Africa University students are adapting to online classes following the March 24 government directive to close all schools, colleges and universities to curb the spread of the coronavirus.
The move is part of a three-week nationwide lockdown. There have been seven recorded COVID 19 cases in the country and one death, according to Reuters.
Online instruction began March 30 for the more than 2,500 students from across the African continent enrolled at the United Methodist university.
Stephene Chikozho, director for advancement and public affairs, said all departments will be conducting their lessons via the internet.
“Despite the scourge of COVID-19, classes will continue as if the students were on campus,” Chikozho said.
He said university leaders allowed a few days for students to reach their respective homes before implementing the online classes.
“The university ensured students downloaded all the big files before they left campus as data is very expensive in some countries,” Chikozho said.
Internet connectivity is a challenge that comes with online education, but the university is aiming to continue with normal lectures during the time students are away from campus. The government has not indicated when institutions will reopen.
No internet issues have been reported to date, according to the Students Representative Council, but the university plans to work with students to find solutions if problems arise.
The Rev. Peter Mageto, AU deputy vice chancellor, said there were only four weeks left in the first semester when the university closed.

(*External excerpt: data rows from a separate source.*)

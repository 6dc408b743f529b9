//! A `NsHandle` names a namespace's init process the way a caller can hold
//! onto it past that process's lifetime: a `(cookie, pid)` pair where the
//! cookie is derived from the process's start time, so a later PID reuse by
//! an unrelated process is detected rather than silently followed.

use std::fmt;
use std::path::Path;

use common::error::{NsconError, Result};
use common::fileline::parse_stat_starttime;

/// Generates and validates the start-time cookie for a pid, reading
/// `<proc_root>/<pid>/stat`.
pub struct CookieGenerator<'a> {
    proc_root: &'a Path,
}

impl<'a> CookieGenerator<'a> {
    pub fn new(proc_root: &'a Path) -> Self {
        CookieGenerator { proc_root }
    }

    fn starttime(&self, pid: i32) -> Result<u64> {
        let path = self.proc_root.join(pid.to_string()).join("stat");
        let contents = std::fs::read_to_string(&path)
            .map_err(|_| NsconError::not_found(format!("no such process {pid}")))?;
        parse_stat_starttime(&contents)
            .ok_or_else(|| NsconError::internal(format!("malformed stat for pid {pid}")))
    }

    /// Builds the handle for the process currently running as `pid`.
    pub fn handle_for(&self, pid: i32) -> Result<NsHandle> {
        Ok(NsHandle {
            cookie: self.starttime(pid)?,
            pid,
        })
    }

    /// A handle is valid only if `pid` is still running and its current
    /// start time still matches the cookie recorded at creation; anything
    /// else means the pid was reused by a different process, or exited.
    pub fn is_valid(&self, handle: &NsHandle) -> bool {
        matches!(self.starttime(handle.pid), Ok(start) if start == handle.cookie)
    }
}

/// Opaque identity of a namespace's init process, safe to hold across
/// process restarts and compare for staleness.
#[derive(Debug, Clone, Copy, PartialEq, Eq, Hash)]
pub struct NsHandle {
    cookie: u64,
    pid: i32,
}

impl NsHandle {
    pub fn pid(&self) -> i32 {
        self.pid
    }

    pub fn cookie(&self) -> u64 {
        self.cookie
    }

    /// Parses the `c<starttime>-<pid>` wire form produced by [`Display`].
    pub fn parse(s: &str) -> Result<NsHandle> {
        let rest = s
            .strip_prefix('c')
            .ok_or_else(|| NsconError::invalid_argument(format!("malformed handle {s:?}")))?;
        let (cookie, pid) = rest
            .split_once('-')
            .ok_or_else(|| NsconError::invalid_argument(format!("malformed handle {s:?}")))?;
        Ok(NsHandle {
            cookie: cookie
                .parse()
                .map_err(|_| NsconError::invalid_argument(format!("malformed handle {s:?}")))?,
            pid: pid
                .parse()
                .map_err(|_| NsconError::invalid_argument(format!("malformed handle {s:?}")))?,
        })
    }
}

impl fmt::Display for NsHandle {
    fn fmt(&self, f: &mut fmt::Formatter<'_>) -> fmt::Result {
        write!(f, "c{}-{}", self.cookie, self.pid)
    }
}

#[cfg(test)]
mod tests {
    use super::*;

    fn write_stat(dir: &Path, pid: i32, starttime: &str) {
        let pid_dir = dir.join(pid.to_string());
        std::fs::create_dir_all(&pid_dir).unwrap();
        let stat = format!(
            "{pid} (init) S 0 {pid} {pid} 0 -1 4194304 0 0 0 0 0 0 0 0 20 0 1 0 {starttime} 0 0 0"
        );
        std::fs::write(pid_dir.join("stat"), stat).unwrap();
    }

    #[test]
    fn handle_round_trips_through_display_and_parse() {
        let dir = tempfile::tempdir().unwrap();
        write_stat(dir.path(), 42, "1000");
        let gen = CookieGenerator::new(dir.path());
        let handle = gen.handle_for(42).unwrap();
        let wire = handle.to_string();
        let parsed = NsHandle::parse(&wire).unwrap();
        assert_eq!(parsed, handle);
        assert_eq!(parsed.pid(), 42);
    }

    #[test]
    fn handle_is_valid_while_process_unchanged() {
        let dir = tempfile::tempdir().unwrap();
        write_stat(dir.path(), 42, "1000");
        let gen = CookieGenerator::new(dir.path());
        let handle = gen.handle_for(42).unwrap();
        assert!(gen.is_valid(&handle));
    }

    #[test]
    fn handle_is_stale_after_pid_reuse() {
        let dir = tempfile::tempdir().unwrap();
        write_stat(dir.path(), 42, "1000");
        let gen = CookieGenerator::new(dir.path());
        let handle = gen.handle_for(42).unwrap();
        // Simulate the original process exiting and an unrelated process
        // reusing the same pid with a different start time.
        write_stat(dir.path(), 42, "5000");
        assert!(!gen.is_valid(&handle));
    }

    #[test]
    fn handle_is_stale_when_process_gone() {
        let dir = tempfile::tempdir().unwrap();
        write_stat(dir.path(), 42, "1000");
        let gen = CookieGenerator::new(dir.path());
        let handle = gen.handle_for(42).unwrap();
        std::fs::remove_dir_all(dir.path().join("42")).unwrap();
        assert!(!gen.is_valid(&handle));
    }
}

“We had completed 80 percent of the curriculum, so it will be easy to complete the rest online,” he said. “We are excited and the students are happy as they will be able to complete their work for the semester.”

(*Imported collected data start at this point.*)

//! Discovers mounted cgroup hierarchies and arbitrates directory lifecycle
//! (`Get`/`Create`) and new-mount registration (`Mount`) against that
//! discovery.

use std::path::{Path, PathBuf};

use common::error::{NsconError, Result};
use common::fileline;
use common::fsutil::ensure_dir_all;
use common::syscall::{create_fs_ops, FsOps};
use nix::mount::MsFlags;

use crate::hierarchy::Hierarchy;
use crate::mount::{self, CgroupMountMap, CgroupMountPoint, CgroupMountSpec};

pub struct CgroupFactory {
    mounts: CgroupMountMap,
    fs: Box<dyn FsOps>,
}

impl CgroupFactory {
    /// Scans the live `/proc/mounts`.
    pub fn new() -> Result<Self> {
        Self::from_mounts_file("/proc/mounts")
    }

    pub fn from_mounts_file<P: AsRef<Path>>(path: P) -> Result<Self> {
        let fs = create_fs_ops();
        let entries = fileline::mounts_at(path)?;
        let mounts = mount::discover(fs.as_ref(), entries);
        Ok(CgroupFactory { mounts, fs })
    }

    pub fn mount_point(&self, hierarchy: Hierarchy) -> Option<&CgroupMountPoint> {
        self.mounts.get(&hierarchy)
    }

    pub fn owns(&self, hierarchy: Hierarchy) -> bool {
        self.mounts
            .get(&hierarchy)
            .map(|m| m.owns_mount)
            .unwrap_or(false)
    }

    fn resolve(&self, hierarchy: Hierarchy, relative_path: &Path) -> Result<(PathBuf, bool)> {
        let mount = self.mounts.get(&hierarchy).ok_or_else(|| {
            NsconError::not_found(format!("hierarchy {hierarchy} is not mounted"))
        })?;
        let relative = relative_path.strip_prefix("/").unwrap_or(relative_path);
        Ok((mount.mount_point.join(relative), mount.owns_mount))
    }

    /// Joins the hierarchy's mountpoint with `relative_path`, requiring the
    /// resulting directory to already exist.
    pub fn get(&self, hierarchy: Hierarchy, relative_path: &Path) -> Result<PathBuf> {
        let (path, _owns) = self.resolve(hierarchy, relative_path)?;
        if !self.fs.is_dir(&path) {
            return Err(NsconError::not_found(format!(
                "cgroup path {} does not exist",
                path.display()
            )));
        }
        Ok(path)
    }

    /// Creates a fresh cgroup directory. Hierarchies this process does not
    /// own fall back to `Get` semantics (the directory must already exist,
    /// managed by whoever does own the mount).
    pub fn create(&self, hierarchy: Hierarchy, relative_path: &Path) -> Result<PathBuf> {
        let (path, owns) = self.resolve(hierarchy, relative_path)?;
        if !owns {
            return self.get(hierarchy, relative_path);
        }
        if self.fs.exists(&path) {
            return Err(NsconError::already_exists(format!(
                "cgroup path {} already exists",
                path.display()
            )));
        }
        self.fs.mkdir(&path, 0o755)?;
        Ok(path)
    }

    /// Idempotently registers `spec.hierarchies` as mounted at
    /// `spec.mount_path`. See the module docs on [`CgroupFactory`] for the
    /// compatibility rules this enforces before mounting.
    pub fn mount(&mut self, spec: CgroupMountSpec) -> Result<()> {
        let mut already_satisfied = true;
        for hierarchy in &spec.hierarchies {
            match self.mounts.get(hierarchy) {
                Some(existing) if existing.mount_point == spec.mount_path => {}
                Some(existing) => {
                    return Err(NsconError::invalid_argument(format!(
                        "hierarchy {hierarchy} already mounted at {}, requested {}",
                        existing.mount_point.display(),
                        spec.mount_path.display()
                    )));
                }
                None => already_satisfied = false,
            }
        }

        let requested: std::collections::HashSet<Hierarchy> =
            spec.hierarchies.iter().copied().collect();
        for (hierarchy, mounted) in self.mounts.iter() {
            if mounted.mount_point == spec.mount_path && !requested.contains(hierarchy) {
                return Err(NsconError::invalid_argument(format!(
                    "mount path {} already hosts unrequested hierarchy {hierarchy}",
                    spec.mount_path.display()
                )));
            }
        }

        if already_satisfied {
            return Ok(());
        }

        ensure_dir_all(self.fs.as_ref(), &spec.mount_path, 0o755)?;
        let names = spec
            .hierarchies
            .iter()
            .map(|h| h.name())
            .collect::<Vec<_>>()
            .join(",");
        self.fs.mount(
            Some("cgroup"),
            &spec.mount_path,
            Some("cgroup"),
            MsFlags::empty(),
            Some(&names),
        )?;

        let mut owner_assigned = false;
        for hierarchy in &spec.hierarchies {
            if self.mounts.contains_key(hierarchy) {
                owner_assigned = true;
                continue;
            }
            self.mounts.insert(
                *hierarchy,
                CgroupMountPoint {
                    mount_point: spec.mount_path.clone(),
                    owns_mount: !owner_assigned,
                },
            );
            owner_assigned = true;
        }
        Ok(())
    }

    /// Walks `/proc/<tid>/cgroup`, returning the hierarchy path of the line
    /// whose subsystem list names `hierarchy`.
    pub fn detect_cgroup_path(&self, tid: i32, hierarchy: Hierarchy) -> Result<PathBuf> {
        let proc_path = format!("/proc/{tid}/cgroup");
        let lines = fileline::proc_cgroup(&proc_path)?;
        for line in lines {
            if line.subsystems.iter().any(|s| s == hierarchy.name()) {
                return Ok(PathBuf::from(line.hierarchy_path));
            }
        }
        Err(NsconError::not_found(format!(
            "hierarchy {hierarchy} not present in {proc_path}"
        )))
    }
}

#[cfg(test)]
mod tests {
    use super::*;
    use std::io::Write;

    fn write_mounts(dir: &std::path::Path, lines: &[&str]) -> PathBuf {
        let path = dir.join("mounts");
        let mut f = std::fs::File::create(&path).unwrap();
        for line in lines {
            writeln!(f, "{line}").unwrap();
        }
        path
    }

    #[test]
    fn get_requires_existing_directory() {
        let dir = tempfile::tempdir().unwrap();
        let cgroup_root = dir.path().join("cgroup");
        std::fs::create_dir_all(&cgroup_root).unwrap();
        let mounts = write_mounts(
            dir.path(),
            &[&format!(
                "cgroup {} cgroup rw,freezer 0 0",
                cgroup_root.display()
            )],
        );
        let factory = CgroupFactory::from_mounts_file(&mounts).unwrap();
        assert!(factory.get(Hierarchy::Freezer, Path::new("test")).is_err());
        std::fs::create_dir(cgroup_root.join("test")).unwrap();
        assert!(factory.get(Hierarchy::Freezer, Path::new("test")).is_ok());
    }

    #[test]
    fn create_fails_already_exists_when_owned() {
        let dir = tempfile::tempdir().unwrap();
        let cgroup_root = dir.path().join("cgroup");
        std::fs::create_dir_all(&cgroup_root).unwrap();
        let mounts = write_mounts(
            dir.path(),
            &[&format!(
                "cgroup {} cgroup rw,freezer 0 0",
                cgroup_root.display()
            )],
        );
        let factory = CgroupFactory::from_mounts_file(&mounts).unwrap();
        factory
            .create(Hierarchy::Freezer, Path::new("test"))
            .unwrap();
        let err = factory
            .create(Hierarchy::Freezer, Path::new("test"))
            .unwrap_err();
        assert_eq!(err.kind, common::error::ErrorKind::AlreadyExists);
    }

    #[test]
    fn mount_rejects_conflicting_path_for_existing_hierarchy() {
        let dir = tempfile::tempdir().unwrap();
        let cgroup_root = dir.path().join("cgroup");
        std::fs::create_dir_all(&cgroup_root).unwrap();
        let mounts = write_mounts(
            dir.path(),
            &[&format!(
                "cgroup {} cgroup rw,freezer 0 0",
                cgroup_root.display()
            )],
        );
        let mut factory = CgroupFactory::from_mounts_file(&mounts).unwrap();
        let err = factory
            .mount(CgroupMountSpec {
                mount_path: dir.path().join("elsewhere"),
                hierarchies: vec![Hierarchy::Freezer],
            })
            .unwrap_err();
        assert_eq!(err.kind, common::error::ErrorKind::InvalidArgument);
    }

    #[test]
    fn mount_is_idempotent_for_already_satisfied_spec() {
        let dir = tempfile::tempdir().unwrap();
        let cgroup_root = dir.path().join("cgroup");
        std::fs::create_dir_all(&cgroup_root).unwrap();
        let mounts = write_mounts(
            dir.path(),
            &[&format!(
                "cgroup {} cgroup rw,freezer 0 0",
                cgroup_root.display()
            )],
        );
        let mut factory = CgroupFactory::from_mounts_file(&mounts).unwrap();
        factory
            .mount(CgroupMountSpec {
                mount_path: cgroup_root.clone(),
                hierarchies: vec![Hierarchy::Freezer],
            })
            .unwrap();
    }
}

Africa University was the first tertiary institution to be approved to conduct online learning by the Zimbabwe Council for Higher Education. The online programs started in November 2017.
The Rev. David Bishau, director of the Institute of Theology and Religious Studies, said online classes already had commenced in his department.
“We are using various applications including Zoom (for meetings), WhatsApp messaging service and emails,” he said.
“I have created a file for the institute and I am pre-recording and uploading lectures on YouTube,” Bishau said.
The Institute of Theology and Religious Studies has over 130 students.
Chikozho said while the university closed in line with the government directive, some international students remained on campus because they could not afford to return home or their home countries had enforced a lockdown and closed their borders and airports.
“We have communicated with the bishops of international students on scholarships for them to assist with fares for their return home,” he said.
Fiston Okito, the AU Students Representative Council vice president and a final-year divinity student, is one of the students who remained on campus.
“I am a student leader. For me, there is no way I can go and leave the international students who are here because some of them do not have money to travel and there are others whose home countries have closed their borders,” he said.
Africa University has introduced stringent measures to ensure everyone on campus is safe. People entering and exiting the campus are getting their temperatures checked at the main gate, while handwashing facilities and sanitizers have been strategically placed around the university.
“We have taken social distancing seriously and more than half of the staff are working from home,” Chikozho said.
“Students remaining on campus are not sharing; we have one person per room,” he said.
Chikozho said the AU dining hall has changed serving and seating arrangements and meal times have been extended to three hours so those on campus do not all have to be served at the same time. The dining hall staff also has been provided with personal protective equipment such as masks and gloves.
Chikwanah is a communicator of the Zimbabwe East Conference.